“Everyone’s got some great slides [on IoT] but QNX is out there doing real things.” These bold words were spoken by John Sims, BlackBerry’s new President of Global Enterprise Services at an event for customers a few weeks ago. During his presentation and in follow-up with press, Sims continuously emphasized the importance of the Internet of Things in BlackBerry’s go-forward strategy, stating that “there’s no confusion on our part on QNX and what the IoT cloud is worth.”
But while BlackBerry through Sims was admittedly talking about IoT more than ever before, the company wasn’t actually saying much in detail. QNX might be “doing real things” and BlackBerry might be focused on “services enabled in the cloud than just standalone apps”, but what those services looked like were still a mystery.

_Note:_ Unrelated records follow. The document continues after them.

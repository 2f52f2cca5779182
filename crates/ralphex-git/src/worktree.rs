use std::fs;
use std::path::{Path, PathBuf};

use ralphex_core::plan::extract_branch_name;

use crate::error::GitError;
use crate::service::GitService;

/// Repo-relative directory holding transient plan worktrees.
pub const WORKTREE_ROOT: &str = ".ralphex/worktrees";

#[derive(Debug, Clone, PartialEq, Eq)]
pub struct WorktreeSetup {
    pub path: PathBuf,
    pub branch: String,
    /// True when the plan file was dirty in the main repo: the caller must
    /// commit the worktree copy so it lands on the feature branch.
    pub plan_needs_commit: bool,
}

impl GitService {
    pub fn worktree_path_for(&self, plan: &Path) -> PathBuf {
        self.root()
            .join(WORKTREE_ROOT)
            .join(extract_branch_name(plan))
    }

    /// Create an isolated worktree for plan execution. Must run from
    /// main/master. Refuses when the target directory already exists. A
    /// dirty plan file is copied into the worktree so the caller can commit
    /// it on the feature branch.
    pub fn create_worktree_for_plan(&self, plan: &Path) -> Result<WorktreeSetup, GitError> {
        // check existence before the dirty-tree validation: a leftover
        // worktree dir would itself show up as untracked and fail the check
        let wt_path = self.worktree_path_for(plan);

        self.prune_worktrees();

        if wt_path.exists() {
            return Err(GitError::WorktreeExists { path: wt_path });
        }

        let Some((branch, plan_needs_commit)) = self.prepare_plan_branch(plan, true)? else {
            unreachable!("require_main returns an error instead of None");
        };

        let parent = wt_path.parent().expect("worktree path has parent");
        fs::create_dir_all(parent).map_err(|source| GitError::FileIo {
            path: parent.to_path_buf(),
            source,
        })?;

        if self.branch_exists(&branch) {
            self.log_info(&format!("creating worktree with existing branch: {branch}"));
            self.run([
                std::ffi::OsStr::new("worktree"),
                std::ffi::OsStr::new("add"),
                wt_path.as_os_str(),
                std::ffi::OsStr::new(&branch),
            ])?;
        } else {
            self.log_info(&format!("creating worktree with new branch: {branch}"));
            self.run([
                std::ffi::OsStr::new("worktree"),
                std::ffi::OsStr::new("add"),
                std::ffi::OsStr::new("-b"),
                std::ffi::OsStr::new(&branch),
                wt_path.as_os_str(),
            ])?;
        }

        if plan_needs_commit {
            if let Err(err) = self.copy_into_worktree(plan, &wt_path) {
                let _ = self.remove_worktree(&wt_path);
                return Err(err);
            }
        }

        Ok(WorktreeSetup {
            path: wt_path,
            branch,
            plan_needs_commit,
        })
    }

    /// Stage and commit a plan file on the current branch. `main_root` is the
    /// main repository root, used to translate the plan's path into this
    /// worktree when the service operates inside one.
    pub fn commit_plan_file(&self, plan: &Path, main_root: &Path) -> Result<(), GitError> {
        let branch = extract_branch_name(plan);
        self.log_info(&format!(
            "committing plan file: {}",
            plan.file_name().unwrap_or_default().to_string_lossy()
        ));

        let abs = if plan.is_absolute() {
            plan.to_path_buf()
        } else {
            std::env::current_dir()
                .map_err(|source| GitError::FileIo {
                    path: plan.to_path_buf(),
                    source,
                })?
                .join(plan)
        };
        let abs = abs.canonicalize().unwrap_or(abs);
        let rel = abs
            .strip_prefix(main_root)
            .map_err(|_| GitError::OutsideRepository {
                path: plan.to_path_buf(),
                root: main_root.to_path_buf(),
            })?;
        let local = self.root().join(rel);

        self.add(&local)?;
        self.commit(&format!("add plan: {branch}"))?;
        Ok(())
    }

    fn copy_into_worktree(&self, src: &Path, wt_path: &Path) -> Result<(), GitError> {
        let abs = if src.is_absolute() {
            src.to_path_buf()
        } else {
            std::env::current_dir()
                .map_err(|source| GitError::FileIo {
                    path: src.to_path_buf(),
                    source,
                })?
                .join(src)
        };
        let abs = abs.canonicalize().unwrap_or(abs);
        let rel = abs
            .strip_prefix(self.root())
            .map_err(|_| GitError::OutsideRepository {
                path: src.to_path_buf(),
                root: self.root().to_path_buf(),
            })?;

        let dest = wt_path.join(rel);
        if let Some(parent) = dest.parent() {
            fs::create_dir_all(parent).map_err(|source| GitError::FileIo {
                path: parent.to_path_buf(),
                source,
            })?;
        }
        fs::copy(&abs, &dest).map_err(|source| GitError::FileIo {
            path: dest,
            source,
        })?;
        Ok(())
    }

    /// Remove a worktree. No-op when the directory is already gone.
    pub fn remove_worktree(&self, path: &Path) -> Result<(), GitError> {
        if !path.exists() {
            return Ok(());
        }
        self.run([
            std::ffi::OsStr::new("worktree"),
            std::ffi::OsStr::new("remove"),
            std::ffi::OsStr::new("--force"),
            path.as_os_str(),
        ])?;
        self.log_info(&format!("removed worktree: {}", path.display()));
        Ok(())
    }

    /// Drop stale worktree bookkeeping left by killed runs. Failures only
    /// warn; creation reports the real error if one remains.
    pub fn prune_worktrees(&self) {
        if let Err(err) = self.run(["worktree", "prune"]) {
            self.log_info(&format!("warning: prune worktrees: {err}"));
        }
    }
}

Today, at the O’Reilly Solid Conference, BlackBerry peeled back a bit of the curtain with the announcement of Project Ion, the umbrella codename for the company’s IoT initiatives.

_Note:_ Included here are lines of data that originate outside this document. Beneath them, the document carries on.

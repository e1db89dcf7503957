use crate::console::Console;
use crate::error::AppResult;
use crate::flows::render_orders;
use crate::services::{auth_service, history_service};
use crate::store::Store;

/// Role-differentiated order listing: staff see every unsettled order from
/// the last day, customers their own five most recent.
pub async fn order_history<C: Console>(
    store: &Store,
    console: &mut C,
    login: &str,
) -> AppResult<()> {
    let role = auth_service::resolve_role(store, login).await?;
    let orders = if role.is_staff() {
        history_service::unsettled_recent(store).await?
    } else {
        history_service::recent_for(store, login).await?
    };

    if orders.is_empty() {
        console.write_line("No orders found.");
    } else {
        render_orders(console, &orders);
    }
    Ok(())
}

BlackBerry says that Project Ion is the cornerstone of its “vision to offer end-to-end solutions for the Internet of Things.” What this cornerstone entails in specific is a portfolio of resources and partnerships designed to put BlackBerry at the centre of the burgeoning IoT economy, including a secure public application platform to run IoT applications powered by QNX and BlackBerry’s EMM (enterprise mobility management) solution (i.e. BES12), and membership in the Industrial Internet Consortium (IIC), which focuses on promoting standards-based connected technologies. BlackBerry is expecting to release its secure IoT platform in February of 2015.

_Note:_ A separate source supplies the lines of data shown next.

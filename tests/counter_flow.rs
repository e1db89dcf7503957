use cafe_counter::{
    console::ScriptedConsole,
    db::create_pool,
    error::AppError,
    flows,
    models::Role,
    services::{auth_service, history_service, menu_service, order_service, profile_service},
    store::Store,
};
use profile_service::ProfileField;

// Full pass over the counter workflows against a live Postgres: register and
// log in, place and mutate an order, settle it, then check history and
// profile editing. Kept as one test because it truncates shared tables.
#[tokio::test]
async fn register_order_settle_and_history_flow() -> anyhow::Result<()> {
    // Allow skipping when no DB is configured in the environment.
    let database_url =
        match std::env::var("TEST_DATABASE_URL").or_else(|_| std::env::var("DATABASE_URL")) {
            Ok(url) => url,
            Err(_) => {
                eprintln!(
                    "Skipping test: set TEST_DATABASE_URL or DATABASE_URL to run integration flow tests."
                );
                return Ok(());
            }
        };

    let store = setup_store(&database_url).await?;

    // Registration and login.
    let account = auth_service::register(&store, "alice", "pw1", "555-0001").await?;
    assert_eq!(account.role, "Customer");
    assert_eq!(account.fav_items, "");

    let err = auth_service::register(&store, "alice", "other", "555-9999")
        .await
        .unwrap_err();
    assert!(matches!(err, AppError::DuplicateLogin));

    let err = auth_service::login(&store, "alice", "wrong").await.unwrap_err();
    assert!(matches!(err, AppError::Unauthenticated));
    let account = auth_service::login(&store, "alice", "pw1").await?;
    assert_eq!(account.login, "alice");

    let err = auth_service::resolve_role(&store, "ghost").await.unwrap_err();
    assert!(matches!(err, AppError::NotFound));

    // Catalog lookups: by category, by exact name, and a miss.
    let drinks = menu_service::find_by_name_or_category(&store, "Drinks").await?;
    assert!(drinks.iter().any(|item| item.item_name == "Coffee"));
    assert!(drinks.iter().any(|item| item.item_name == "Tea"));
    let bagel = menu_service::find_by_name_or_category(&store, "Bagel").await?;
    assert_eq!(bagel.len(), 1);
    assert!(
        menu_service::find_by_name_or_category(&store, "nothing-here")
            .await?
            .is_empty()
    );
    let err = menu_service::price_of(&store, "Espresso Machine").await.unwrap_err();
    assert!(matches!(err, AppError::NotFound));

    // Place an order: Coffee + Bagel, with one invalid name along the way.
    let mut console = ScriptedConsole::new(["Coffee", "Espresso Machine", "Bagel", "q"]);
    let order = flows::place_order(&store, &mut console, "alice").await?;
    assert!(console.printed("No menu item by that name exists"));
    assert!(console.printed("Order placed with orderID"));
    assert!((order.total - 4.25).abs() < 1e-6);
    assert!(!order.paid);
    assert_eq!(order_service::lines_for(&store, order.order_id).await?.len(), 2);

    // The assigned id matches the store's order sequence.
    let seq = store.current_sequence_value("orders_order_id_seq").await?;
    assert_eq!(seq, order.order_id);

    // Add then remove returns the total to its pre-add value.
    let total = order_service::add_line(&store, order.order_id, "Tea").await?;
    assert!((total - 5.50).abs() < 1e-6);
    let total = order_service::remove_line(&store, order.order_id, "Tea").await?;
    assert!((total - 4.25).abs() < 1e-6);
    assert_eq!(order_service::lines_for(&store, order.order_id).await?.len(), 2);

    // Customer removes the Bagel through the interactive flow.
    let order_id_text = order.order_id.to_string();
    let mut console = ScriptedConsole::new([order_id_text.as_str(), "0", "Bagel"]);
    flows::update_order(&store, &mut console, "alice").await?;
    assert!(console.printed("New order total: $2.50"));
    let current = order_service::order_by_id(&store, order.order_id).await?;
    assert!((current.total - 2.50).abs() < 1e-6);

    let err = order_service::remove_line(&store, order.order_id, "Bagel")
        .await
        .unwrap_err();
    assert!(matches!(err, AppError::LineNotFound));

    // An employee settles the order through the staff branch.
    auth_service::register(&store, "bob", "pw", "555-0002").await?;
    profile_service::update_field(&store, "bob", ProfileField::Role, "Employee").await?;
    assert_eq!(auth_service::resolve_role(&store, "bob").await?, Role::Employee);

    let mut console = ScriptedConsole::new(["alice", order_id_text.as_str()]);
    flows::update_order(&store, &mut console, "bob").await?;
    assert!(console.printed("Order marked as paid."));
    let settled = order_service::order_by_id(&store, order.order_id).await?;
    assert!(settled.paid);
    for line in order_service::lines_for(&store, order.order_id).await? {
        assert!(line.last_updated >= settled.received_at);
    }

    // Paid orders are immutable: add, remove, and re-settle all reject.
    let err = order_service::add_line(&store, order.order_id, "Coffee").await.unwrap_err();
    assert!(matches!(err, AppError::OrderSettled));
    let err = order_service::remove_line(&store, order.order_id, "Coffee").await.unwrap_err();
    assert!(matches!(err, AppError::OrderSettled));
    let err = order_service::settle(&store, order.order_id).await.unwrap_err();
    assert!(matches!(err, AppError::OrderSettled));
    let untouched = order_service::order_by_id(&store, order.order_id).await?;
    assert!((untouched.total - 2.50).abs() < 1e-6);
    assert_eq!(order_service::lines_for(&store, order.order_id).await?.len(), 1);

    // The customer branch shows the paid order read-only and rejects.
    let mut console = ScriptedConsole::new([order_id_text.as_str()]);
    let err = flows::update_order(&store, &mut console, "alice").await.unwrap_err();
    assert!(matches!(err, AppError::OrderSettled));
    assert!(console.printed("changes can no longer be made"));

    // History: staff see recent unsettled orders, customers their own five.
    let draft = order_service::create_draft(&store, "alice").await?;
    let open_order = order_service::finalize(&store, draft, 3.00).await?;

    let unsettled = history_service::unsettled_recent(&store).await?;
    assert!(unsettled.iter().any(|o| o.order_id == open_order.order_id));
    assert!(unsettled.iter().all(|o| !o.paid));
    assert!(!unsettled.iter().any(|o| o.order_id == order.order_id));

    for _ in 0..4 {
        let draft = order_service::create_draft(&store, "alice").await?;
        order_service::finalize(&store, draft, 0.0).await?;
    }
    let recent = history_service::recent_for(&store, "alice").await?;
    assert_eq!(recent.len(), 5);
    for pair in recent.windows(2) {
        assert!(pair[0].received_at >= pair[1].received_at);
    }

    // A customer with no orders gets the empty-history message.
    auth_service::register(&store, "carol", "pw", "555-0003").await?;
    let mut console = ScriptedConsole::new(Vec::<String>::new());
    flows::order_history(&store, &mut console, "carol").await?;
    assert!(console.printed("No orders found."));

    // Manager profile editing: edit the target, then the manager's own
    // account, in that order.
    auth_service::register(&store, "mel", "pw", "555-0004").await?;
    profile_service::update_field(&store, "mel", ProfileField::Role, "Manager").await?;
    assert_eq!(auth_service::resolve_role(&store, "mel").await?, Role::Manager);

    let mut console = ScriptedConsole::new(["alice", "3", "555-1234", "3", "555-7777"]);
    flows::update_profile(&store, &mut console, "mel").await?;
    assert_eq!(profile_service::find_account(&store, "alice").await?.phone, "555-1234");
    assert_eq!(profile_service::find_account(&store, "mel").await?.phone, "555-7777");

    // A missing target aborts the whole manager flow, own edit included.
    let mut console = ScriptedConsole::new(["ghost"]);
    let err = flows::update_profile(&store, &mut console, "mel").await.unwrap_err();
    assert!(matches!(err, AppError::NotFound));

    // A customer edits only their own account.
    let mut console = ScriptedConsole::new(["2", "pw2"]);
    flows::update_profile(&store, &mut console, "alice").await?;
    auth_service::login(&store, "alice", "pw2").await?;
    let err = auth_service::login(&store, "alice", "pw1").await.unwrap_err();
    assert!(matches!(err, AppError::Unauthenticated));

    Ok(())
}

async fn setup_store(database_url: &str) -> anyhow::Result<Store> {
    let pool = create_pool(database_url).await?;
    sqlx::migrate!("./migrations").run(&pool).await?;

    // Clean tables between runs.
    sqlx::query("TRUNCATE TABLE order_lines, orders, menu, users RESTART IDENTITY CASCADE")
        .execute(&pool)
        .await?;

    for (name, category, price) in [
        ("Coffee", "Drinks", 2.50),
        ("Tea", "Drinks", 1.25),
        ("Bagel", "Sweets", 1.75),
        ("Tomato Soup", "Soup", 3.00),
    ] {
        sqlx::query("INSERT INTO menu (item_name, category, price) VALUES ($1, $2, $3)")
            .bind(name)
            .bind(category)
            .bind(price)
            .execute(&pool)
            .await?;
    }

    Ok(Store::new(pool))
}
use crate::console::Console;
use crate::error::AppResult;
use crate::flows::render_menu;
use crate::services::menu_service;
use crate::store::Store;

pub async fn browse_menu<C: Console>(store: &Store, console: &mut C) -> AppResult<()> {
    let items = menu_service::list_all(store).await?;
    render_menu(console, &items);
    Ok(())
}

pub async fn search_menu<C: Console>(store: &Store, console: &mut C) -> AppResult<()> {
    let text = console.read_line("Enter an item category or name: ")?;
    let items = menu_service::find_by_name_or_category(store, &text).await?;
    if items.is_empty() {
        console.write_line("No matching menu items found.");
    } else {
        render_menu(console, &items);
    }
    Ok(())
}
//! Interactive workflows: each one drives a complete, role-conditioned
//! sequence of prompts and store operations for a single session. A failed
//! workflow aborts only itself; the caller's menu loop continues.

mod history;
mod menu;
mod order;
mod profile;

pub use history::order_history;
pub use menu::{browse_menu, search_menu};
pub use order::{place_order, update_order};
pub use profile::update_profile;

use crate::console::Console;
use crate::models::{Account, MenuItem, Order, OrderLine};

pub(crate) fn render_menu<C: Console>(console: &mut C, items: &[MenuItem]) {
    console.write_line("item\tcategory\tprice");
    for item in items {
        console.write_line(&format!(
            "{}\t{}\t${:.2}",
            item.item_name, item.category, item.price
        ));
    }
}

pub(crate) fn render_order<C: Console>(console: &mut C, order: &Order) {
    console.write_line("order\tlogin\tpaid\treceived\ttotal");
    console.write_line(&format_order(order));
}

pub(crate) fn render_orders<C: Console>(console: &mut C, orders: &[Order]) {
    console.write_line("order\tlogin\tpaid\treceived\ttotal");
    for order in orders {
        console.write_line(&format_order(order));
    }
}

pub(crate) fn render_lines<C: Console>(console: &mut C, lines: &[OrderLine]) {
    console.write_line("order\titem\tlast updated\tstatus");
    for line in lines {
        console.write_line(&format!(
            "{}\t{}\t{}\t{}",
            line.order_id,
            line.item_name,
            line.last_updated.format("%Y-%m-%d %H:%M:%S"),
            line.status
        ));
    }
}

pub(crate) fn render_account<C: Console>(console: &mut C, account: &Account) {
    console.write_line("login\tpassword\tphone\tfavorites\trole");
    console.write_line(&format!(
        "{}\t{}\t{}\t{}\t{}",
        account.login, account.password, account.phone, account.fav_items, account.role
    ));
}

fn format_order(order: &Order) -> String {
    format!(
        "{}\t{}\t{}\t{}\t${:.2}",
        order.order_id,
        order.login,
        order.paid,
        order.received_at.format("%Y-%m-%d %H:%M:%S"),
        order.total
    )
}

BlackBerry also indicated that select partners and developers will soon have early access to the product component of Project Ion, while those interested can sign up to participate in the product beta this fall.
Project Ion is a strong first step for a company that says its broad strategy is to “connect the world securely,” but the codename, early private betas, and lack of specific product information indicate that its currently more a statement of intent rather than something tangible. In a candid moment to press at the BlackBerry event a few weeks back, Sims admitted that the company was making a lot of announcements earlier than he would normally prefer, and it would be up to them to “execute” on those announcements. The BlackBerry prior to Sims’ arrival had a bad habit of over-promising and under-delivering that almost brought the company to ruin; here’s hoping this time there really are “real things” behind the curtain.
Disclosure: I used to work for BlackBerry from 2009-2011, back when the Internet of Things was just a glint in the regular Internet’s eyes.